# PROBLEM STATEMENT
Tally the lines in the records below that contain "InsufficientRows" and return only the result.

# INPUT
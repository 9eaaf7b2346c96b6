//! Prediction core: pick a text column, then score every row with either the
//! supervised model or the keyword heuristic.
//!
//! ```text
//!   label column resolved? ──no──► heuristic
//!          │yes
//!          ▼
//!   train_and_predict ──TrainError──► warn, heuristic
//!          │ok
//!          ▼
//!     supervised predictions
//! ```

pub mod columns;
pub mod heuristic;
pub mod logistic;
pub mod supervised;
pub mod tfidf;

use crate::config::PredictorConfig;
use crate::data::model::Table;
use supervised::TrainError;

/// Which scorer produced the predictions.
#[derive(Debug, Clone, PartialEq, Eq)]
pub enum Strategy {
    Supervised,
    /// Keyword heuristic; `fallback` holds the reason when training was
    /// attempted and abandoned.
    Heuristic { fallback: Option<TrainError> },
}

/// One 0/1 prediction per table row, in row order.
#[derive(Debug, Clone, PartialEq, Eq)]
pub struct Predictions {
    pub values: Vec<u8>,
    pub strategy: Strategy,
}

/// Score every row of `table`.
///
/// `label_column` must already be resolved against the table (see
/// [`columns::resolve_label_column`]); `None` goes straight to the heuristic.
pub fn predict(
    table: &Table,
    text_column: &str,
    label_column: Option<&str>,
    config: &PredictorConfig,
) -> Predictions {
    let Some(label_column) = label_column else {
        log::info!("No label column provided or not found, using heuristic predictions");
        return heuristic_over(table, text_column, config, None);
    };

    match supervised::train_and_predict(table, text_column, label_column, config) {
        Ok(values) => {
            log::info!("Trained supervised model on label column '{label_column}'");
            Predictions {
                values,
                strategy: Strategy::Supervised,
            }
        }
        Err(err @ TrainError::InsufficientRows { .. }) => {
            log::warn!("Not enough labeled rows for training ({err}). Falling back to heuristic.");
            heuristic_over(table, text_column, config, Some(err))
        }
        Err(err) => {
            log::warn!("Supervised model unavailable; falling back to heuristic: {err}");
            heuristic_over(table, text_column, config, Some(err))
        }
    }
}

fn heuristic_over(
    table: &Table,
    text_column: &str,
    config: &PredictorConfig,
    fallback: Option<TrainError>,
) -> Predictions {
    Predictions {
        values: heuristic::predict(&table.text_values(text_column), config.keywords),
        strategy: Strategy::Heuristic { fallback },
    }
}

#[cfg(test)]
mod tests {
    use super::*;
    use crate::data::model::{CellValue, Row};

    fn jobs(rows: &[(&str, Option<CellValue>)]) -> Table {
        let rows = rows
            .iter()
            .map(|(text, label)| {
                let mut row = Row::default();
                row.cells.insert("text".into(), CellValue::String(text.to_string()));
                row.cells
                    .insert("label".into(), label.clone().unwrap_or(CellValue::Null));
                row
            })
            .collect();
        Table::new(vec!["text".into(), "label".into()], rows)
    }

    fn int(v: i64) -> Option<CellValue> {
        Some(CellValue::Integer(v))
    }

    fn labeled_jobs() -> Table {
        jobs(&[
            ("python developer", int(1)),
            ("python engineer", int(1)),
            ("senior python developer", int(1)),
            ("gardening flowers", int(0)),
            ("gardening roses", int(0)),
            ("senior gardening flowers", int(0)),
            ("python developer wanted", None),
            ("fresh flowers for the office", None),
            ("gardening team", None),
        ])
    }

    #[test]
    fn no_label_column_uses_heuristic() {
        let table = labeled_jobs();
        let config = PredictorConfig::default();
        let out = predict(&table, "text", None, &config);
        assert_eq!(out.strategy, Strategy::Heuristic { fallback: None });
        assert_eq!(
            out.values,
            heuristic::predict(&table.text_values("text"), config.keywords)
        );
    }

    #[test]
    fn too_few_labels_match_heuristic_exactly() {
        let table = jobs(&[
            ("gardening", int(1)),
            ("Java lead", int(0)),
            ("roses", int(1)),
            ("sql tuning", int(0)),
            ("customer calls", None),
            ("blue sky", None),
        ]);
        let config = PredictorConfig::default();
        let out = predict(&table, "text", Some("label"), &config);

        assert_eq!(out.values, vec![0, 1, 0, 1, 1, 0]);
        assert_eq!(
            out.strategy,
            Strategy::Heuristic {
                fallback: Some(TrainError::InsufficientRows { found: 4, required: 5 })
            }
        );
    }

    #[test]
    fn supervised_scores_every_row() {
        let table = labeled_jobs();
        let out = predict(&table, "text", Some("label"), &PredictorConfig::default());

        assert_eq!(out.strategy, Strategy::Supervised);
        assert_eq!(out.values.len(), table.len());
        assert!(out.values.iter().all(|&v| v == 0 || v == 1));
        // Training rows are re-scored by the model.
        assert_eq!(&out.values[..6], &[1, 1, 1, 0, 0, 0]);
        assert_eq!(out.values[6], 1);
        assert_eq!(out.values[7], 0);
        // "team" is a heuristic keyword, but the model only knows "gardening".
        assert_eq!(out.values[8], 0);
    }

    #[test]
    fn supervised_runs_are_repeatable() {
        let table = labeled_jobs();
        let config = PredictorConfig::default();
        let first = predict(&table, "text", Some("label"), &config);
        let second = predict(&table, "text", Some("label"), &config);
        assert_eq!(first, second);
    }

    #[test]
    fn single_class_falls_back() {
        let table = jobs(&[
            ("python", int(1)),
            ("java", int(1)),
            ("sql", int(1)),
            ("react", int(1)),
            ("gardening", int(1)),
            ("blue sky", None),
        ]);
        let out = predict(&table, "text", Some("label"), &PredictorConfig::default());
        assert_eq!(
            out.strategy,
            Strategy::Heuristic {
                fallback: Some(TrainError::SingleClass(1))
            }
        );
        assert_eq!(out.values, vec![1, 1, 1, 1, 0, 0]);
    }

    #[test]
    fn unparsable_label_falls_back() {
        let table = jobs(&[
            ("python", int(1)),
            ("java", Some(CellValue::String("yes".into()))),
            ("sql", int(0)),
            ("react", int(1)),
            ("gardening", int(0)),
        ]);
        let out = predict(&table, "text", Some("label"), &PredictorConfig::default());
        assert!(matches!(
            out.strategy,
            Strategy::Heuristic {
                fallback: Some(TrainError::InvalidLabel { row: 1, .. })
            }
        ));
    }

    #[test]
    fn float_labels_are_cast() {
        let table = jobs(&[
            ("python developer", Some(CellValue::Float(1.0))),
            ("python engineer", Some(CellValue::Float(1.0))),
            ("senior python developer", Some(CellValue::Float(1.0))),
            ("gardening flowers", Some(CellValue::Float(0.0))),
            ("gardening roses", Some(CellValue::Float(0.0))),
            ("senior gardening flowers", Some(CellValue::Float(0.0))),
            ("unlabeled", Some(CellValue::Float(f64::NAN))),
        ]);
        let out = predict(&table, "text", Some("label"), &PredictorConfig::default());
        assert_eq!(out.strategy, Strategy::Supervised);
        assert_eq!(out.values.len(), 7);
    }
}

# RESULT FOR THIS EXERCISE
2